[Collected data entries]
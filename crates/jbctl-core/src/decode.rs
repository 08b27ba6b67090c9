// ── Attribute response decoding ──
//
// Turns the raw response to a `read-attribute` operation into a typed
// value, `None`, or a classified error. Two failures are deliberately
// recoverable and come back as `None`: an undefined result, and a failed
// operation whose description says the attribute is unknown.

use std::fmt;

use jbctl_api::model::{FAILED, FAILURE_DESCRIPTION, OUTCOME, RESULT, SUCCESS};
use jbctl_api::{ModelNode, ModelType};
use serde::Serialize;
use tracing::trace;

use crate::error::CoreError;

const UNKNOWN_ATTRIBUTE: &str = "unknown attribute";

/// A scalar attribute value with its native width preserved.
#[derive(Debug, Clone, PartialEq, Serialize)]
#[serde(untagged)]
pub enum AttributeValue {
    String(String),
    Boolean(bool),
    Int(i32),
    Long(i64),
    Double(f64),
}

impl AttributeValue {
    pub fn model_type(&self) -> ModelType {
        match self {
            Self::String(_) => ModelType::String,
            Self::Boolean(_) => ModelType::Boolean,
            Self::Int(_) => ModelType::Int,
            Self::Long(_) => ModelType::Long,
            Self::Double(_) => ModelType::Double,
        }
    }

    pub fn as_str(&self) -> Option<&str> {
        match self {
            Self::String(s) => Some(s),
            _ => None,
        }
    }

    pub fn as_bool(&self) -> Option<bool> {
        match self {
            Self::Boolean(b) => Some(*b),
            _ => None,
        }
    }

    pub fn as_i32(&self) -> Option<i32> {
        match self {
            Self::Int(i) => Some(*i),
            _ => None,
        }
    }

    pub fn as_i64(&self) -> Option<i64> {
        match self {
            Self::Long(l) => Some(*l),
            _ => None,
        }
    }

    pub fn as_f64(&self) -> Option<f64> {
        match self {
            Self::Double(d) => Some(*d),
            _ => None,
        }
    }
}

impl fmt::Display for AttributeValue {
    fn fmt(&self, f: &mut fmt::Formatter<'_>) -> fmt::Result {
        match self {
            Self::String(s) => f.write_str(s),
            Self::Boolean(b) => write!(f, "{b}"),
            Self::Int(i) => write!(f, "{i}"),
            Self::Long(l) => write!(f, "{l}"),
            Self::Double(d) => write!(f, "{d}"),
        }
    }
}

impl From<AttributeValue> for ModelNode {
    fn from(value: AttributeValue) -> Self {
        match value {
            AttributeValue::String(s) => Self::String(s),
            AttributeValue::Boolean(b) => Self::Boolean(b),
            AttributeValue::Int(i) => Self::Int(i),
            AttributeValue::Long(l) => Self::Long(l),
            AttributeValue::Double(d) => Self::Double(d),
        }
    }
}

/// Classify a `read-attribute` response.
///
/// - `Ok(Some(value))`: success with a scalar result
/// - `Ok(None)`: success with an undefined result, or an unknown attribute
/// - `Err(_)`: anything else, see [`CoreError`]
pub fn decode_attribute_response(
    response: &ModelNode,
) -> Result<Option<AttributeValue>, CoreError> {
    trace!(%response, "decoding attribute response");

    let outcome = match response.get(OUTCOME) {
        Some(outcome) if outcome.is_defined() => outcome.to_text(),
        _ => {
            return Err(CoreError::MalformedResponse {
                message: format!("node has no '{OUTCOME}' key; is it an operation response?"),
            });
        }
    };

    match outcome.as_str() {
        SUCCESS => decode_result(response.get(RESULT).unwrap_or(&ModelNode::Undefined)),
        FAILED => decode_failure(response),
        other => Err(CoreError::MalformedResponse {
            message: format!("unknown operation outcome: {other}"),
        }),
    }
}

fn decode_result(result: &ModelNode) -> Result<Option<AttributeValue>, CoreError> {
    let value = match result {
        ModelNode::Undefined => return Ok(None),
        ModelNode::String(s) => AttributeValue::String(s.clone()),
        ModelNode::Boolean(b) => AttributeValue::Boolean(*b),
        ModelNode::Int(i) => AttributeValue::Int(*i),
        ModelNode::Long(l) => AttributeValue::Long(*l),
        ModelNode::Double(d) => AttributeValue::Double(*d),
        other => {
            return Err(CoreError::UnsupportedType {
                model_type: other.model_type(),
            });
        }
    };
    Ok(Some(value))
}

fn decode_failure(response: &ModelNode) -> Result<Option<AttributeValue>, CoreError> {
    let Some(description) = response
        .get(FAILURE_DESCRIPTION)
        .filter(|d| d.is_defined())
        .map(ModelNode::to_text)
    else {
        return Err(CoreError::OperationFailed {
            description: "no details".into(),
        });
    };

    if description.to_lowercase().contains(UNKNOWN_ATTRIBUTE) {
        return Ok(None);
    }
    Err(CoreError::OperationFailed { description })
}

* * *

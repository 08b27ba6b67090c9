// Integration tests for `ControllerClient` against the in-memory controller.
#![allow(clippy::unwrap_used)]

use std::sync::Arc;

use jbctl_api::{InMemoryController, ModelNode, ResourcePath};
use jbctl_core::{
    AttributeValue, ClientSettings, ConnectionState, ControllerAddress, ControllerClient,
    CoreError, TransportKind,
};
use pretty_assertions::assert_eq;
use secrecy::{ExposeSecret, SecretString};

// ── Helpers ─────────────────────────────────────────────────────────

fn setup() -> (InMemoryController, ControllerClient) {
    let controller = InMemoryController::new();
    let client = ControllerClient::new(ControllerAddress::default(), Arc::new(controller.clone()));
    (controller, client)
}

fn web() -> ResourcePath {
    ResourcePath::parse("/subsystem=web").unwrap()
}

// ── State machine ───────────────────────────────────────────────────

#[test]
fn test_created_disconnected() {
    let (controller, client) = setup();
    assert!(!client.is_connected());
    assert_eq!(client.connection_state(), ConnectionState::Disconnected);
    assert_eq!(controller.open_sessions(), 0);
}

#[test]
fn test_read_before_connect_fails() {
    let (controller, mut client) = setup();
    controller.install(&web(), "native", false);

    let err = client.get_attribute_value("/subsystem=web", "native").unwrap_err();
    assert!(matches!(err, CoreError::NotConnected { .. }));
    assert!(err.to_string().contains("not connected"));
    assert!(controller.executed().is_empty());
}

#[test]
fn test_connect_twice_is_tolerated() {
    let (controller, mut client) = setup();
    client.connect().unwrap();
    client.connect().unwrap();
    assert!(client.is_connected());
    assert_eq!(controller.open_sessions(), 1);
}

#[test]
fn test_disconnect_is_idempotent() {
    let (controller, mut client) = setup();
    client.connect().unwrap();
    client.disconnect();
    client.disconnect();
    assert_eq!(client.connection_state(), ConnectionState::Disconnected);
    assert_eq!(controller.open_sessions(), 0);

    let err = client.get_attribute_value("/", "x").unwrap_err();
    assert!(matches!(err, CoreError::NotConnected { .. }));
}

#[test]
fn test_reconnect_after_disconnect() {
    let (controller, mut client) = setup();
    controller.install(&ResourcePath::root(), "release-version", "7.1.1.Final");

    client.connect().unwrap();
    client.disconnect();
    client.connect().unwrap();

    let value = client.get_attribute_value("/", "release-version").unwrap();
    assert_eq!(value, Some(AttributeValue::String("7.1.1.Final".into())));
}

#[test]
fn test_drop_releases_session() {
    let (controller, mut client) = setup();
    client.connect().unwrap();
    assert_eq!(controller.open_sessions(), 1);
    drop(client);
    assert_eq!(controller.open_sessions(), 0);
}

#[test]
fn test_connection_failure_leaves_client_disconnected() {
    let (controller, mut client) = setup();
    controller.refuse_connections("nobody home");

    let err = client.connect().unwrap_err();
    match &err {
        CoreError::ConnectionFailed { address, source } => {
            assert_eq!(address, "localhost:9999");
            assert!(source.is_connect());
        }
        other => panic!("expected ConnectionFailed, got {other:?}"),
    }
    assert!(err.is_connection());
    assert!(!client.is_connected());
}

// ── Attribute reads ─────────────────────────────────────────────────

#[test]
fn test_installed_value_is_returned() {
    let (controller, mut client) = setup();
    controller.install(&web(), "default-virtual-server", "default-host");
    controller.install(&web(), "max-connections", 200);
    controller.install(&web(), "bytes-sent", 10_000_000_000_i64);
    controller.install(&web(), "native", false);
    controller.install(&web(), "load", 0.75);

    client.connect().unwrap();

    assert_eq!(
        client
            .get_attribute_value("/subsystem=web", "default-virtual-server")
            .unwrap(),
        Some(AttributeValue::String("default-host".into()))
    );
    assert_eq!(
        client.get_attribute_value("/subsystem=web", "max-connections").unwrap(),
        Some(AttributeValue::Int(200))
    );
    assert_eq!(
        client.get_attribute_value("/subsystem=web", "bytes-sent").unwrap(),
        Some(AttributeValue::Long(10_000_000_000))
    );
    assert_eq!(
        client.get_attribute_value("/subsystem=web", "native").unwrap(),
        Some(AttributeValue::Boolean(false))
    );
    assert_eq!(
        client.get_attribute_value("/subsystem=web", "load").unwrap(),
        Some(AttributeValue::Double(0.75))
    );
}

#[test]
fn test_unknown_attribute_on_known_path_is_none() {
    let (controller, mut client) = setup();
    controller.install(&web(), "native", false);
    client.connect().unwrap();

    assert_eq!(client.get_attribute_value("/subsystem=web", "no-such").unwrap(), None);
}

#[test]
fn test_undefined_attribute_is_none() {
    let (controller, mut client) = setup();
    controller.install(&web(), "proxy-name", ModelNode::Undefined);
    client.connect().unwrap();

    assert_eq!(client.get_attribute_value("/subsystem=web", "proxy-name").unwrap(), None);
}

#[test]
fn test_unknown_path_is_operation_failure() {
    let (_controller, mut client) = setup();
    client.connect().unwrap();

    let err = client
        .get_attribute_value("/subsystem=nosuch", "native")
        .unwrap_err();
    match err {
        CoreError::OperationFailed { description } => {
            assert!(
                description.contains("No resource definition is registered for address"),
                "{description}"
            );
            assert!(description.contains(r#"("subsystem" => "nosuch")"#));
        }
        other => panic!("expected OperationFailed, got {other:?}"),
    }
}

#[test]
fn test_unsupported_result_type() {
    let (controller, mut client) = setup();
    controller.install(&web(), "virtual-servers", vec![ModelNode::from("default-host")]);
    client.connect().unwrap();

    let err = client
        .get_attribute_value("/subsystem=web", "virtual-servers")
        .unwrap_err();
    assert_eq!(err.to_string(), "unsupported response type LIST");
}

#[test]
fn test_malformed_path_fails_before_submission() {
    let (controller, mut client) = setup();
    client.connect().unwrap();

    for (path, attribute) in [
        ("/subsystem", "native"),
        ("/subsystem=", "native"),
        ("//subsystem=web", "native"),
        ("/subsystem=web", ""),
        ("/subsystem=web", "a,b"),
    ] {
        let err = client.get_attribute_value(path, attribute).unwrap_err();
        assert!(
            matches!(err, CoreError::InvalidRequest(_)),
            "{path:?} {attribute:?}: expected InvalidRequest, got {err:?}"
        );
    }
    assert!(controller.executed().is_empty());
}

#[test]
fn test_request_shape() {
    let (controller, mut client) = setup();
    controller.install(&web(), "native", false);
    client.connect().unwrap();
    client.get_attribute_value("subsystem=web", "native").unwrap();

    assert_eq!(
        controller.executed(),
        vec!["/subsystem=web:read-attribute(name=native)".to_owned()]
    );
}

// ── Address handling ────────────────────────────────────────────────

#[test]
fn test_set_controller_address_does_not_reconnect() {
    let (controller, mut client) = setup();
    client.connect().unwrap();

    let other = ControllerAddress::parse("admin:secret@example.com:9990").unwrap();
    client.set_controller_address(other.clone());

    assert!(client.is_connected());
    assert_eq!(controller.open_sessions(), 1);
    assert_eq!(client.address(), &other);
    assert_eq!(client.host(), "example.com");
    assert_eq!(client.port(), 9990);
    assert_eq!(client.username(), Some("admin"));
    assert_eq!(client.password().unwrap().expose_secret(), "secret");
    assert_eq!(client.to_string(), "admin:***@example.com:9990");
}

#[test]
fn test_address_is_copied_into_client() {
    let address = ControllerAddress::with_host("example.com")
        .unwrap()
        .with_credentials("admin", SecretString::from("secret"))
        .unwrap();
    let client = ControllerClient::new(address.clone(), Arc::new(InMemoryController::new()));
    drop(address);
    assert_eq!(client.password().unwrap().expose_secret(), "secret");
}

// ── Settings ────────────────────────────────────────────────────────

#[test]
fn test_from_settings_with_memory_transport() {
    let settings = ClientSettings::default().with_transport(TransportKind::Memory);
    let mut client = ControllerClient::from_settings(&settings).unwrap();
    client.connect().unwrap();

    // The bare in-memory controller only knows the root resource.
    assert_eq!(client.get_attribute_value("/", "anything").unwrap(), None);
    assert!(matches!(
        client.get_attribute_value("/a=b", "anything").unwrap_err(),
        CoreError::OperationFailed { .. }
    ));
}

* * *

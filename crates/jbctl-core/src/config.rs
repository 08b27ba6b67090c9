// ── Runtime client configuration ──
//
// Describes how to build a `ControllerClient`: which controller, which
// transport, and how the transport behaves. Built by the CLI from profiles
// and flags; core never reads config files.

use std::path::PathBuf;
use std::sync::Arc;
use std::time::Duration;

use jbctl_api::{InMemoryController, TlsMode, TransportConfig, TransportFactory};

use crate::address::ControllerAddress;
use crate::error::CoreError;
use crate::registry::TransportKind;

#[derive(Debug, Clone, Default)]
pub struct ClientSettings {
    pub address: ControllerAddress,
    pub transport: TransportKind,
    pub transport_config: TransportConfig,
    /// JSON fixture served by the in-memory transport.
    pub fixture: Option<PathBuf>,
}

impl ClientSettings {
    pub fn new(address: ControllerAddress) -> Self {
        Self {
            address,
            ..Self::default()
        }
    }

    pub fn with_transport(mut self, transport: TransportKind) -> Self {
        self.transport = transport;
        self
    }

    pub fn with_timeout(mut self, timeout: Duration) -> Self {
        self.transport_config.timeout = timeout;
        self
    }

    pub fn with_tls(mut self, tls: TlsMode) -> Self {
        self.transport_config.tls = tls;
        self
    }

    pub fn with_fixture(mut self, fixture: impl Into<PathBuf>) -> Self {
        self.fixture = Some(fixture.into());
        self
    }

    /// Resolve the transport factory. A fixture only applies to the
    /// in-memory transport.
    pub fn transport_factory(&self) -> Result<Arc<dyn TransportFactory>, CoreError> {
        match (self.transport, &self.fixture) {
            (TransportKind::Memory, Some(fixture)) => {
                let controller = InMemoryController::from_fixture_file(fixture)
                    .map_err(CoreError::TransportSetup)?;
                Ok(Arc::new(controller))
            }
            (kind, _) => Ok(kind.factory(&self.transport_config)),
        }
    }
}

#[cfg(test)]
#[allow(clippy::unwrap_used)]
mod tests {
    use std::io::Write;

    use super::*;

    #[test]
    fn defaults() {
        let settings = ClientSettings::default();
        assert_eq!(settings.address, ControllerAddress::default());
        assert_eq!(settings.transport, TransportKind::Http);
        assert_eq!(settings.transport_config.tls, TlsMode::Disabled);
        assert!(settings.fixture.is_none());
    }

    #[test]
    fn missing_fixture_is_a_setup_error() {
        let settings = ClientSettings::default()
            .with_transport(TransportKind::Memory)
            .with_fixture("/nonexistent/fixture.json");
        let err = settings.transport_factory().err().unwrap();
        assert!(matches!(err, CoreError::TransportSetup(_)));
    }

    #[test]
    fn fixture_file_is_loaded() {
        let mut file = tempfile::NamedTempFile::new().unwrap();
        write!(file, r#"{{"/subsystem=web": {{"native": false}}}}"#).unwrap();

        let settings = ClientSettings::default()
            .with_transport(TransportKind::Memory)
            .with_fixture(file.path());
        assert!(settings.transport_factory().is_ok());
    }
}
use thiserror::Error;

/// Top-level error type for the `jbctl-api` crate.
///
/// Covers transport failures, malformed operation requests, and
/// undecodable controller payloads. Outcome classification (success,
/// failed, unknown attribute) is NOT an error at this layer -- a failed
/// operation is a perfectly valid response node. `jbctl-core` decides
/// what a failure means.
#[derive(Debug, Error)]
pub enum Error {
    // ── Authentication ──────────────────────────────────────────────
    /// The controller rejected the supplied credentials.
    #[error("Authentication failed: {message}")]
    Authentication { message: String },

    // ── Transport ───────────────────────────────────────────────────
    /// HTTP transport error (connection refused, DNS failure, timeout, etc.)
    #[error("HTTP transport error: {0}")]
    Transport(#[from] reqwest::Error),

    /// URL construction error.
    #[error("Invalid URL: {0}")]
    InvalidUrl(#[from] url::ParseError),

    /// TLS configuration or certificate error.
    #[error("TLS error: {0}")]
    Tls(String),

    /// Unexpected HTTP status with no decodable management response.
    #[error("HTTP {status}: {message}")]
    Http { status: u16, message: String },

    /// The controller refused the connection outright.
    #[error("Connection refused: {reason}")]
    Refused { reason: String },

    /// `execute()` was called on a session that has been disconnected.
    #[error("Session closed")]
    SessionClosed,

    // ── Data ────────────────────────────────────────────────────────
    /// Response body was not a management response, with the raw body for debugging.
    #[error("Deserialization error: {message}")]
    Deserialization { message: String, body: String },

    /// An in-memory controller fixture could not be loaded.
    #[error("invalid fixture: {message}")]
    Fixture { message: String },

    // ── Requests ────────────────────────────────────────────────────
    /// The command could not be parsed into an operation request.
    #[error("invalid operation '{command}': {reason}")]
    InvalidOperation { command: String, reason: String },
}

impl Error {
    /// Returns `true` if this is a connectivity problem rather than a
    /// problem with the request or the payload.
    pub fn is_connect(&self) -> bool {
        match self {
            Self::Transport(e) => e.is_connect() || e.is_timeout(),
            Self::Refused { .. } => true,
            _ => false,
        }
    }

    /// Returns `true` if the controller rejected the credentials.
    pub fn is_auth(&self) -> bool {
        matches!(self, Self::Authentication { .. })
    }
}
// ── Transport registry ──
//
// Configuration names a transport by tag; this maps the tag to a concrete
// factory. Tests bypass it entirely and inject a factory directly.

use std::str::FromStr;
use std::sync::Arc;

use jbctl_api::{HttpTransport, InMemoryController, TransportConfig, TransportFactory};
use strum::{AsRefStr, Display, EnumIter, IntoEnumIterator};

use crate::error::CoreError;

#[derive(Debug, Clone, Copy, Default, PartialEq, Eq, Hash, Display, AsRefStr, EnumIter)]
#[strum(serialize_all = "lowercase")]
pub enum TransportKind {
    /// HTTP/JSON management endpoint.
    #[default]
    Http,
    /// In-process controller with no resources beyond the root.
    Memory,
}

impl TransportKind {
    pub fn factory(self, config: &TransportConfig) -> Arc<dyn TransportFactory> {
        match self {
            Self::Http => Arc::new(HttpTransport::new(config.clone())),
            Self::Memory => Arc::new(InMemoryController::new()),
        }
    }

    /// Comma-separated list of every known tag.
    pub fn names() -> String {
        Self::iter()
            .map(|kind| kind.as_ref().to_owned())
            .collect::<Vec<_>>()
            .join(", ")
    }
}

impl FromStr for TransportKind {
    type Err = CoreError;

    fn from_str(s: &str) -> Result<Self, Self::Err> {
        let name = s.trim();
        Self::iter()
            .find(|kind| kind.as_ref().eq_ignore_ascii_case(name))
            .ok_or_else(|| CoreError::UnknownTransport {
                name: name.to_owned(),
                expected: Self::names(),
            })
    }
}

Aim of the exercise:
Scan the records above for the string "admin", then select every line that holds it.

Answer space:
    let other = ControllerAddress::parse("admin:secret@example.com:9990").unwrap();
    assert_eq!(client.username(), Some("admin"));
    assert_eq!(client.to_string(), "admin:***@example.com:9990");
        .with_credentials("admin", SecretString::from("secret"))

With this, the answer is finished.